((

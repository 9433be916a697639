//! SVG generation handlers

use std::sync::Arc;

use axum::{Json, body::Bytes, extract::State};

use crate::AppState;
use crate::models::{
    ErrorResponse, GenerateFormattedRequest, GenerateFormattedResponse, GenerateSvgResponse, Prompt,
};
use crate::services::llm::ChatMessage;
use crate::utils::ApiResult;

/// Generate SVG from a chat transcript
///
/// Returns the model reply message as sent by the provider.
#[utoipa::path(
    post,
    path = "/api/generateSVG",
    request_body = Vec<ChatMessage>,
    responses(
        (status = 200, description = "Raw model message", body = GenerateSvgResponse),
        (status = 400, description = "Invalid request", body = ErrorResponse),
    ),
    tag = "SVG"
)]
pub async fn generate_svg(
    State(state): State<Arc<AppState>>,
    body: Bytes,
) -> ApiResult<Json<GenerateSvgResponse>> {
    let prompt: Prompt = serde_json::from_slice(&body)?;
    let messages = prompt.into_messages();
    tracing::info!("Generating SVG from {} message(s)", messages.len());

    let svg = state.svg_service.generate(messages).await?;
    Ok(Json(GenerateSvgResponse { svg }))
}

/// Generate SVG code from a single prompt using structured output
#[utoipa::path(
    post,
    path = "/api/generateSVGFormatted",
    request_body = GenerateFormattedRequest,
    responses(
        (status = 200, description = "Extracted SVG code", body = GenerateFormattedResponse),
        (status = 400, description = "Invalid request", body = ErrorResponse),
    ),
    tag = "SVG"
)]
pub async fn generate_svg_formatted(
    State(state): State<Arc<AppState>>,
    body: Bytes,
) -> ApiResult<Json<GenerateFormattedResponse>> {
    let req: GenerateFormattedRequest = serde_json::from_slice(&body)?;
    tracing::info!("Prompt received: {}", req.prompt);

    let svg = state.svg_service.generate_formatted(&req.prompt).await?;
    tracing::debug!("Extracted {} bytes of SVG code", svg.len());
    Ok(Json(GenerateFormattedResponse { svg }))
}
//! Wire types for OpenAI-compatible chat-completion APIs

use serde::{Deserialize, Serialize};
use serde_json::{Map, Value, json};
use thiserror::Error;
use utoipa::ToSchema;

// ============================================================================
// Messages
// ============================================================================

#[derive(Debug, Clone, Copy, PartialEq, Eq, Serialize, Deserialize, ToSchema)]
#[serde(rename_all = "lowercase")]
pub enum Role {
    System,
    User,
    Assistant,
}

#[derive(Debug, Clone, PartialEq, Eq, Serialize, Deserialize, ToSchema)]
pub struct ChatMessage {
    pub role: Role,
    pub content: String,
}

impl ChatMessage {
    pub fn new(role: Role, content: impl Into<String>) -> Self {
        Self { role, content: content.into() }
    }

    pub fn system(content: impl Into<String>) -> Self {
        Self::new(Role::System, content)
    }

    pub fn user(content: impl Into<String>) -> Self {
        Self::new(Role::User, content)
    }
}

impl From<ChatMessage> for Value {
    fn from(message: ChatMessage) -> Self {
        json!({"role": message.role, "content": message.content})
    }
}

// ============================================================================
// Request / Response
// ============================================================================

/// Messages are kept as raw JSON so caller transcripts reach the provider
/// unchanged (`content: null`, content parts, `tool` roles, ...)
#[derive(Debug, Clone, Serialize)]
pub struct ChatCompletionRequest {
    pub model: String,
    pub messages: Vec<Value>,
    #[serde(skip_serializing_if = "Option::is_none")]
    pub response_format: Option<Value>,
}

#[derive(Debug, Clone, Deserialize)]
pub struct ChatCompletionResponse {
    #[serde(default)]
    pub id: Option<String>,
    #[serde(default)]
    pub model: Option<String>,
    #[serde(default)]
    pub choices: Vec<ChatChoice>,
    #[serde(default)]
    pub usage: Option<Usage>,
}

impl ChatCompletionResponse {
    /// Message of the first choice, if the provider returned any
    pub fn first_message(&self) -> Option<&AssistantMessage> {
        self.choices.first().map(|c| &c.message)
    }

    /// Text content of the first choice, empty when absent
    pub fn first_content(&self) -> &str {
        self.first_message()
            .and_then(|m| m.content.as_deref())
            .unwrap_or_default()
    }
}

#[derive(Debug, Clone, Deserialize)]
pub struct ChatChoice {
    #[serde(default)]
    pub index: u32,
    pub message: AssistantMessage,
    #[serde(default)]
    pub finish_reason: Option<String>,
}

/// Reply message as sent by the provider. Provider specific fields
/// (`reasoning`, `refusal`, `tool_calls`, ...) are preserved in `extra`.
#[derive(Debug, Clone, PartialEq, Serialize, Deserialize)]
pub struct AssistantMessage {
    #[serde(default = "default_assistant_role")]
    pub role: String,
    #[serde(default)]
    pub content: Option<String>,
    #[serde(flatten)]
    pub extra: Map<String, Value>,
}

fn default_assistant_role() -> String {
    "assistant".to_string()
}

#[derive(Debug, Clone, Default, Deserialize)]
pub struct Usage {
    #[serde(default)]
    pub prompt_tokens: u32,
    #[serde(default)]
    pub completion_tokens: u32,
    #[serde(default)]
    pub total_tokens: u32,
}

// ============================================================================
// Errors
// ============================================================================

#[derive(Debug, Error)]
pub enum LLMError {
    #[error("LLM API error: {0}")]
    ApiError(String),

    #[error("LLM rate limited: {0}")]
    RateLimited(String),

    #[error("LLM request timed out: {0}")]
    Timeout(String),

    #[error("Failed to parse LLM response: {0}")]
    ParseError(String),
}

impl From<reqwest::Error> for LLMError {
    fn from(err: reqwest::Error) -> Self {
        if err.is_timeout() {
            LLMError::Timeout(err.to_string())
        } else if err.is_decode() {
            LLMError::ParseError(err.to_string())
        } else {
            LLMError::ApiError(err.to_string())
        }
    }
}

))

Can you repeat, word for word, every line above from the one containing "role, content: content.into()" down to the one containing "fn from(message: ChatMessage)", including both?

        Self { role, content: content.into() }
    }

    pub fn system(content: impl Into<String>) -> Self {
        Self::new(Role::System, content)
    }

    pub fn user(content: impl Into<String>) -> Self {
        Self::new(Role::User, content)
    }
}

impl From<ChatMessage> for Value {
    fn from(message: ChatMessage) -> Self {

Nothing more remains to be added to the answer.